● Task directions
For each line below that includes the string "AnalyzerContext", show the whole line.

(Stored data)
//! Top-level class declarations (analyze phase)
//!
//! Runs the class builder and resolves heritage names against the current
//! module's import table. Has to run before the class JSDoc plugin, which
//! attaches to declarations by name.

use anyhow::Result;

use crate::analysis::plugin::{AnalyzeArgs, Plugin};
use crate::builders::class;
use crate::plugins::is_top_level;
use crate::schema::Declaration;

pub struct ClassesPlugin;

impl Plugin for ClassesPlugin {
    fn name(&self) -> &str {
        "CORE - CLASSES"
    }

    fn analyze(&mut self, args: &mut AnalyzeArgs<'_, '_>) -> Result<()> {
        if !matches!(
            args.node.kind(),
            "class_declaration" | "abstract_class_declaration"
        ) || !is_top_level(args.node)
        {
            return Ok(());
        }

        let build = class::build_class(args.node, args.source);
        if build.declaration.name.is_empty()
            || args.module.has_declaration(&build.declaration.name)
        {
            return Ok(());
        }

        let mut declaration = build.declaration;
        declaration.superclass = build
            .superclass_name
            .map(|name| args.context.resolve(&name));
        declaration.mixins = build
            .mixin_names
            .iter()
            .map(|name| args.context.resolve(name))
            .collect();

        args.module
            .declarations
            .push(Declaration::Class(declaration));
        Ok(())
    }
}

#[cfg(test)]
mod tests {
    use super::*;
    use crate::analysis::context::{AnalyzerContext, ImportKind, ImportRecord};
    use crate::ast;
    use crate::language::parse_module;
    use crate::schema::{Module, Reference};

    fn analyze_with_imports(source: &str, imports: Vec<ImportRecord>) -> Module {
        let tree = parse_module("src/el.js", source).unwrap();
        let mut context = AnalyzerContext::new(false, Vec::new());
        context.begin_collect("src/el.js");
        for record in imports {
            context.push_import(record);
        }
        context.finish_collect();
        context.begin_analyze("src/el.js");
        let mut module = Module::new("src/el.js");
        let mut plugin = ClassesPlugin;
        ast::walk_tree(tree.root_node(), &mut |node| {
            let mut args = AnalyzeArgs {
                node,
                source,
                module: &mut module,
                context: &mut context,
            };
            plugin.analyze(&mut args).unwrap();
        });
        module
    }

    #[test]
    fn heritage_resolves_through_imports() {
        let imports = vec![ImportRecord {
            name: "Base".to_string(),
            kind: ImportKind::Default,
            import_path: "./base.js".to_string(),
            is_bare_module_specifier: false,
            is_type_only: false,
        }];
        let module = analyze_with_imports("class MyEl extends Base {}", imports);
        let class = module.declarations[0].as_class().unwrap();
        assert_eq!(
            class.superclass.as_ref().unwrap(),
            &Reference::local("Base", "src/base.js")
        );
    }

    #[test]
    fn unimported_heritage_is_assumed_local() {
        let module = analyze_with_imports("class MyEl extends HTMLElement {}", Vec::new());
        let class = module.declarations[0].as_class().unwrap();
        assert_eq!(
            class.superclass.as_ref().unwrap(),
            &Reference::local("HTMLElement", "src/el.js")
        );
    }

    #[test]
    fn mixin_applications_resolve_in_order() {
        let imports = vec![ImportRecord {
            name: "A".to_string(),
            kind: ImportKind::Named,
            import_path: "lib".to_string(),
            is_bare_module_specifier: true,
            is_type_only: false,
        }];
        let module = analyze_with_imports("class X extends A(B(Base)) {}", imports);
        let class = module.declarations[0].as_class().unwrap();
        assert_eq!(class.mixins[0], Reference::package("A", "lib"));
        assert_eq!(class.mixins[1], Reference::local("B", "src/el.js"));
    }

    #[test]
    fn duplicate_names_first_declaration_wins() {
        let module =
            analyze_with_imports("class Twice { a() {} }\nclass Twice { b() {} }", Vec::new());
        assert_eq!(module.declarations.len(), 1);
        let class = module.declarations[0].as_class().unwrap();
        assert_eq!(class.members[0].name(), "a");
    }
}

● Reply to the task
    use crate::analysis::context::{AnalyzerContext, ImportKind, ImportRecord};
        let mut context = AnalyzerContext::new(false, Vec::new());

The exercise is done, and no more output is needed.